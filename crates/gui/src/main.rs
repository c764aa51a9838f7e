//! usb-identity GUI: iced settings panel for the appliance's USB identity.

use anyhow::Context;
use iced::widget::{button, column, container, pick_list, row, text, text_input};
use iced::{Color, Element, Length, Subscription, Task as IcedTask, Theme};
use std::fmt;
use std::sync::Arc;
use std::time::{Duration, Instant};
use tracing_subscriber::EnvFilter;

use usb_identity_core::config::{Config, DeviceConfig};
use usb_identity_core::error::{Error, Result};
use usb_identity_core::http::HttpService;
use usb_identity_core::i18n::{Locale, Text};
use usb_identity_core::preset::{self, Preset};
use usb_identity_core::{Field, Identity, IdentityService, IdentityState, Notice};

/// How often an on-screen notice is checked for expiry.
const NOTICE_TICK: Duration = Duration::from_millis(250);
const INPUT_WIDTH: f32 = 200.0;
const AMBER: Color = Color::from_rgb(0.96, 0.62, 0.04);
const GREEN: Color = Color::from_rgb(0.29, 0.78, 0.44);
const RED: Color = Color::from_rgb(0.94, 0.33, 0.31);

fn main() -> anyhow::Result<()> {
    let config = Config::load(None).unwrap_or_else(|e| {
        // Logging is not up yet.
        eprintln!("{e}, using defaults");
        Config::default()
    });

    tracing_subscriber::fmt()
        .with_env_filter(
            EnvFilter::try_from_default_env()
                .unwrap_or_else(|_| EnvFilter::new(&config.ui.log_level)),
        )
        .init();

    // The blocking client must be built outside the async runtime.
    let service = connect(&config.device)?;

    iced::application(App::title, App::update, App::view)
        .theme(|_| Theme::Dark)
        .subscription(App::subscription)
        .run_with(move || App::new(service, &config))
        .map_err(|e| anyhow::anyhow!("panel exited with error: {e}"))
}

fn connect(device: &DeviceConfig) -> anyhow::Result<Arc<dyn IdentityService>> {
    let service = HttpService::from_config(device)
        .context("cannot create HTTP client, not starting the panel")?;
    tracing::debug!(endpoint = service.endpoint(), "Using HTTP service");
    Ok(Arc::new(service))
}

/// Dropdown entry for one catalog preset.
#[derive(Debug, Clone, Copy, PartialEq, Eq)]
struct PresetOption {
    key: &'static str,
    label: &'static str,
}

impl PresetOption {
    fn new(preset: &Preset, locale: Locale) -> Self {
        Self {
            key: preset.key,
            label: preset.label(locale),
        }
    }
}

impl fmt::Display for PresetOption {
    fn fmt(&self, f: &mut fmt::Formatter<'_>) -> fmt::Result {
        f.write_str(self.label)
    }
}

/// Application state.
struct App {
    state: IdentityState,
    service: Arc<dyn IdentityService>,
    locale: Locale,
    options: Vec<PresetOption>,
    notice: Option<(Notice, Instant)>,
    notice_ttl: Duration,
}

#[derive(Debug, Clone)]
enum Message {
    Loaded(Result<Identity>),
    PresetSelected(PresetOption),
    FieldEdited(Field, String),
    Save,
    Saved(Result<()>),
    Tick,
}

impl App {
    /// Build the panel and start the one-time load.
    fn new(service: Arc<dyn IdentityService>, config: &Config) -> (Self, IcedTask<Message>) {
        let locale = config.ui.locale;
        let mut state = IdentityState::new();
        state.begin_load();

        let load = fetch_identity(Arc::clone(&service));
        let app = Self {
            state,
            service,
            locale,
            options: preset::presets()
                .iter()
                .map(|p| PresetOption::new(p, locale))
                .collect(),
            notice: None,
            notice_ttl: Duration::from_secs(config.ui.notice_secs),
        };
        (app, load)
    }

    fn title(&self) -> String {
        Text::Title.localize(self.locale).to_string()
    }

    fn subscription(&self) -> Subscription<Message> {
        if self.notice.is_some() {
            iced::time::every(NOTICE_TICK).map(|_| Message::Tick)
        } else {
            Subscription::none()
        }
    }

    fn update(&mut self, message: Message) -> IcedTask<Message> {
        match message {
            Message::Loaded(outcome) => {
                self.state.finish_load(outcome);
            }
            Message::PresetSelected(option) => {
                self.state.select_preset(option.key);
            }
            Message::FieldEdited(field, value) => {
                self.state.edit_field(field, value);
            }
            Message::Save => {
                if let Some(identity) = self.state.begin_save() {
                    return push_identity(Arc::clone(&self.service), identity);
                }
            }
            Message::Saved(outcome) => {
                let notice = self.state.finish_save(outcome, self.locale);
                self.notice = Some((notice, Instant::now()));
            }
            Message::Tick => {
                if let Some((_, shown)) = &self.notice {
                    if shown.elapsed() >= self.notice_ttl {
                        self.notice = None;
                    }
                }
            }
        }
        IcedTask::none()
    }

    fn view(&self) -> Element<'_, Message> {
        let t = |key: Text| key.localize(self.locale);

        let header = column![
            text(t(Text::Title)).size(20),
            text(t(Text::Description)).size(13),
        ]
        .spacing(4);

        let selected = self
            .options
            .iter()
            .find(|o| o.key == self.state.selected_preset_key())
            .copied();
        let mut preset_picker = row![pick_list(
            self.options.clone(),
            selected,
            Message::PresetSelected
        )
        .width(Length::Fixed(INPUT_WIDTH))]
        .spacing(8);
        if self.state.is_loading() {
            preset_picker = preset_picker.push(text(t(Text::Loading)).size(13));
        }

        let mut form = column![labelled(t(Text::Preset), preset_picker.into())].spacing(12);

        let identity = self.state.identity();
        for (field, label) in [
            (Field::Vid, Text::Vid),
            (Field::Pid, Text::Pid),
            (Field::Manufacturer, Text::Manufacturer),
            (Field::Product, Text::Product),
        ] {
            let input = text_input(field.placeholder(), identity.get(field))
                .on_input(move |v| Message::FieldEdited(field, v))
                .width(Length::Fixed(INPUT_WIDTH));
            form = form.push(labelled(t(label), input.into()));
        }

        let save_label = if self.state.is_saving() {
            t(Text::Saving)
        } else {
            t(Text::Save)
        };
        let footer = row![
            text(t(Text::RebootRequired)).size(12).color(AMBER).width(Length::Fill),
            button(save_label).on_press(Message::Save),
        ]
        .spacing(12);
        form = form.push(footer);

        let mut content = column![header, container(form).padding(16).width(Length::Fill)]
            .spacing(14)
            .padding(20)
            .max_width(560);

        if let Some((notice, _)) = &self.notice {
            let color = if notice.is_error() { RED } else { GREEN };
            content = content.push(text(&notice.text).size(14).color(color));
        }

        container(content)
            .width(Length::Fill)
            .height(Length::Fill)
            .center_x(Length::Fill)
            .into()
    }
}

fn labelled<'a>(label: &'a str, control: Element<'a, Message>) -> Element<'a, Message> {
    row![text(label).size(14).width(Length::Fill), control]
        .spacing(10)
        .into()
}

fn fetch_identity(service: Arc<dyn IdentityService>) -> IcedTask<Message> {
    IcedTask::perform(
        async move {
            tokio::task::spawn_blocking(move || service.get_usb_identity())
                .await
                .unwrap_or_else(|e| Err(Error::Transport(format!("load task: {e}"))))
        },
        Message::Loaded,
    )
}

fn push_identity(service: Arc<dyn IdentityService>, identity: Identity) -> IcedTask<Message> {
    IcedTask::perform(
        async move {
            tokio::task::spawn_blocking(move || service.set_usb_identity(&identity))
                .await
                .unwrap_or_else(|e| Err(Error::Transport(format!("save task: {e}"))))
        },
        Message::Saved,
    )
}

EXERCISE: Each line of the material above should be restated word for word.

TASK ANSWER:
filename crates/gui/src/main.rs
repository c764aa51a9838f7e
//! usb-identity GUI: iced settings panel for the appliance's USB identity.

use anyhow::Context;
use iced::widget::{button, column, container, pick_list, row, text, text_input};
use iced::{Color, Element, Length, Subscription, Task as IcedTask, Theme};
use std::fmt;
use std::sync::Arc;
use std::time::{Duration, Instant};
use tracing_subscriber::EnvFilter;

use usb_identity_core::config::{Config, DeviceConfig};
use usb_identity_core::error::{Error, Result};
use usb_identity_core::http::HttpService;
use usb_identity_core::i18n::{Locale, Text};
use usb_identity_core::preset::{self, Preset};
use usb_identity_core::{Field, Identity, IdentityService, IdentityState, Notice};

/// How often an on-screen notice is checked for expiry.
const NOTICE_TICK: Duration = Duration::from_millis(250);
const INPUT_WIDTH: f32 = 200.0;
const AMBER: Color = Color::from_rgb(0.96, 0.62, 0.04);
const GREEN: Color = Color::from_rgb(0.29, 0.78, 0.44);
const RED: Color = Color::from_rgb(0.94, 0.33, 0.31);

fn main() -> anyhow::Result<()> {
    let config = Config::load(None).unwrap_or_else(|e| {
        // Logging is not up yet.
        eprintln!("{e}, using defaults");
        Config::default()
    });

    tracing_subscriber::fmt()
        .with_env_filter(
            EnvFilter::try_from_default_env()
                .unwrap_or_else(|_| EnvFilter::new(&config.ui.log_level)),
        )
        .init();

    // The blocking client must be built outside the async runtime.
    let service = connect(&config.device)?;

    iced::application(App::title, App::update, App::view)
        .theme(|_| Theme::Dark)
        .subscription(App::subscription)
        .run_with(move || App::new(service, &config))
        .map_err(|e| anyhow::anyhow!("panel exited with error: {e}"))
}

fn connect(device: &DeviceConfig) -> anyhow::Result<Arc<dyn IdentityService>> {
    let service = HttpService::from_config(device)
        .context("cannot create HTTP client, not starting the panel")?;
    tracing::debug!(endpoint = service.endpoint(), "Using HTTP service");
    Ok(Arc::new(service))
}

/// Dropdown entry for one catalog preset.
#[derive(Debug, Clone, Copy, PartialEq, Eq)]
struct PresetOption {
    key: &'static str,
    label: &'static str,
}

impl PresetOption {
    fn new(preset: &Preset, locale: Locale) -> Self {
        Self {
            key: preset.key,
            label: preset.label(locale),
        }
    }
}

impl fmt::Display for PresetOption {
    fn fmt(&self, f: &mut fmt::Formatter<'_>) -> fmt::Result {
        f.write_str(self.label)
    }
}

/// Application state.
struct App {
    state: IdentityState,
    service: Arc<dyn IdentityService>,
    locale: Locale,
    options: Vec<PresetOption>,
    notice: Option<(Notice, Instant)>,
    notice_ttl: Duration,
}

#[derive(Debug, Clone)]
enum Message {
    Loaded(Result<Identity>),
    PresetSelected(PresetOption),
    FieldEdited(Field, String),
    Save,
    Saved(Result<()>),
    Tick,
}

impl App {
    /// Build the panel and start the one-time load.
    fn new(service: Arc<dyn IdentityService>, config: &Config) -> (Self, IcedTask<Message>) {
        let locale = config.ui.locale;
        let mut state = IdentityState::new();
        state.begin_load();

        let load = fetch_identity(Arc::clone(&service));
        let app = Self {
            state,
            service,
            locale,
            options: preset::presets()
                .iter()
                .map(|p| PresetOption::new(p, locale))
                .collect(),
            notice: None,
            notice_ttl: Duration::from_secs(config.ui.notice_secs),
        };
        (app, load)
    }

    fn title(&self) -> String {
        Text::Title.localize(self.locale).to_string()
    }

    fn subscription(&self) -> Subscription<Message> {
        if self.notice.is_some() {
            iced::time::every(NOTICE_TICK).map(|_| Message::Tick)
        } else {
            Subscription::none()
        }
    }

    fn update(&mut self, message: Message) -> IcedTask<Message> {
        match message {
            Message::Loaded(outcome) => {
                self.state.finish_load(outcome);
            }
            Message::PresetSelected(option) => {
                self.state.select_preset(option.key);
            }
            Message::FieldEdited(field, value) => {
                self.state.edit_field(field, value);
            }
            Message::Save => {
                if let Some(identity) = self.state.begin_save() {
                    return push_identity(Arc::clone(&self.service), identity);
                }
            }
            Message::Saved(outcome) => {
                let notice = self.state.finish_save(outcome, self.locale);
                self.notice = Some((notice, Instant::now()));
            }
            Message::Tick => {
                if let Some((_, shown)) = &self.notice {
                    if shown.elapsed() >= self.notice_ttl {
                        self.notice = None;
                    }
                }
            }
        }
        IcedTask::none()
    }

    fn view(&self) -> Element<'_, Message> {
        let t = |key: Text| key.localize(self.locale);

        let header = column![
            text(t(Text::Title)).size(20),
            text(t(Text::Description)).size(13),
        ]
        .spacing(4);

        let selected = self
            .options
            .iter()
            .find(|o| o.key == self.state.selected_preset_key())
            .copied();
        let mut preset_picker = row![pick_list(
            self.options.clone(),
            selected,
            Message::PresetSelected
        )
        .width(Length::Fixed(INPUT_WIDTH))]
        .spacing(8);
        if self.state.is_loading() {
            preset_picker = preset_picker.push(text(t(Text::Loading)).size(13));
        }

        let mut form = column![labelled(t(Text::Preset), preset_picker.into())].spacing(12);

        let identity = self.state.identity();
        for (field, label) in [
            (Field::Vid, Text::Vid),
            (Field::Pid, Text::Pid),
            (Field::Manufacturer, Text::Manufacturer),
            (Field::Product, Text::Product),
        ] {
            let input = text_input(field.placeholder(), identity.get(field))
                .on_input(move |v| Message::FieldEdited(field, v))
                .width(Length::Fixed(INPUT_WIDTH));
            form = form.push(labelled(t(label), input.into()));
        }

        let save_label = if self.state.is_saving() {
            t(Text::Saving)
        } else {
            t(Text::Save)
        };
        let footer = row![
            text(t(Text::RebootRequired)).size(12).color(AMBER).width(Length::Fill),
            button(save_label).on_press(Message::Save),
        ]
        .spacing(12);
        form = form.push(footer);

        let mut content = column![header, container(form).padding(16).width(Length::Fill)]
            .spacing(14)
            .padding(20)
            .max_width(560);

        if let Some((notice, _)) = &self.notice {
            let color = if notice.is_error() { RED } else { GREEN };
            content = content.push(text(&notice.text).size(14).color(color));
        }

        container(content)
            .width(Length::Fill)
            .height(Length::Fill)
            .center_x(Length::Fill)
            .into()
    }
}

fn labelled<'a>(label: &'a str, control: Element<'a, Message>) -> Element<'a, Message> {
    row![text(label).size(14).width(Length::Fill), control]
        .spacing(10)
        .into()
}

fn fetch_identity(service: Arc<dyn IdentityService>) -> IcedTask<Message> {
    IcedTask::perform(
        async move {
            tokio::task::spawn_blocking(move || service.get_usb_identity())
                .await
                .unwrap_or_else(|e| Err(Error::Transport(format!("load task: {e}"))))
        },
        Message::Loaded,
    )
}

fn push_identity(service: Arc<dyn IdentityService>, identity: Identity) -> IcedTask<Message> {
    IcedTask::perform(
        async move {
            tokio::task::spawn_blocking(move || service.set_usb_identity(&identity))
                .await
                .unwrap_or_else(|e| Err(Error::Transport(format!("save task: {e}"))))
        },
        Message::Saved,
    )
}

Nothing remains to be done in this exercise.